» The data:

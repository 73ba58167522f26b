//! Thread-safe run statistics.

use std::sync::atomic::{AtomicU64, Ordering};

use serde::Serialize;

use super::policy::OperationKind;

/// Per-kind success/failure tallies, safe under concurrent recorders.
#[derive(Debug, Default)]
pub struct StatsAggregator {
    wallets_success: AtomicU64,
    wallets_failed: AtomicU64,
    credit_success: AtomicU64,
    credit_failed: AtomicU64,
    debit_success: AtomicU64,
    debit_failed: AtomicU64,
    transfer_success: AtomicU64,
    transfer_failed: AtomicU64,
}

/// Plain-number snapshot for final reporting.
#[derive(Debug, Clone, Copy, Serialize, PartialEq, Eq)]
pub struct RunStatistics {
    pub wallets_success: u64,
    pub wallets_failed: u64,
    pub credit_success: u64,
    pub credit_failed: u64,
    pub debit_success: u64,
    pub debit_failed: u64,
    pub transfer_success: u64,
    pub transfer_failed: u64,
}

impl StatsAggregator {
    pub fn new() -> Self {
        Self::default()
    }

    /// Record one wallet-creation outcome.
    pub fn record_wallet(&self, success: bool) {
        let counter = if success {
            &self.wallets_success
        } else {
            &self.wallets_failed
        };
        counter.fetch_add(1, Ordering::Relaxed);
    }

    /// Record one operation outcome, exactly once per dispatched task.
    pub fn record_operation(&self, kind: OperationKind, success: bool) {
        let counter = match (kind, success) {
            (OperationKind::Credit, true) => &self.credit_success,
            (OperationKind::Credit, false) => &self.credit_failed,
            (OperationKind::Debit, true) => &self.debit_success,
            (OperationKind::Debit, false) => &self.debit_failed,
            (OperationKind::Transfer, true) => &self.transfer_success,
            (OperationKind::Transfer, false) => &self.transfer_failed,
        };
        counter.fetch_add(1, Ordering::Relaxed);
    }

    pub fn wallets_created(&self) -> u64 {
        self.wallets_success.load(Ordering::Relaxed)
    }

    pub fn snapshot(&self) -> RunStatistics {
        RunStatistics {
            wallets_success: self.wallets_success.load(Ordering::Relaxed),
            wallets_failed: self.wallets_failed.load(Ordering::Relaxed),
            credit_success: self.credit_success.load(Ordering::Relaxed),
            credit_failed: self.credit_failed.load(Ordering::Relaxed),
            debit_success: self.debit_success.load(Ordering::Relaxed),
            debit_failed: self.debit_failed.load(Ordering::Relaxed),
            transfer_success: self.transfer_success.load(Ordering::Relaxed),
            transfer_failed: self.transfer_failed.load(Ordering::Relaxed),
        }
    }
}

impl RunStatistics {
    pub fn operations_success(&self) -> u64 {
        self.credit_success + self.debit_success + self.transfer_success
    }

    pub fn operations_failed(&self) -> u64 {
        self.credit_failed + self.debit_failed + self.transfer_failed
    }

    pub fn operations_total(&self) -> u64 {
        self.operations_success() + self.operations_failed()
    }
}
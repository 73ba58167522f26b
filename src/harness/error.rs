use thiserror::Error;

use crate::api::ApiError;

/// Run-level failures. Per-item failures are tallied, captured, and never
/// surface here; only an empty population aborts a run.
#[derive(Debug, Error)]
pub enum HarnessError {
    #[error("No wallets were created; cannot run operations")]
    EmptyPopulation,

    #[error("API error: {0}")]
    Api(#[from] ApiError),

    #[error("Configuration error: {0}")]
    Config(String),
}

» The problem: When a line in the listing above holds the word "Relaxed", copy it.

» Response to the task:
        counter.fetch_add(1, Ordering::Relaxed);
        counter.fetch_add(1, Ordering::Relaxed);
        self.wallets_success.load(Ordering::Relaxed)
            wallets_success: self.wallets_success.load(Ordering::Relaxed),
            wallets_failed: self.wallets_failed.load(Ordering::Relaxed),
            credit_success: self.credit_success.load(Ordering::Relaxed),
            credit_failed: self.credit_failed.load(Ordering::Relaxed),
            debit_success: self.debit_success.load(Ordering::Relaxed),
            debit_failed: self.debit_failed.load(Ordering::Relaxed),
            transfer_success: self.transfer_success.load(Ordering::Relaxed),
            transfer_failed: self.transfer_failed.load(Ordering::Relaxed),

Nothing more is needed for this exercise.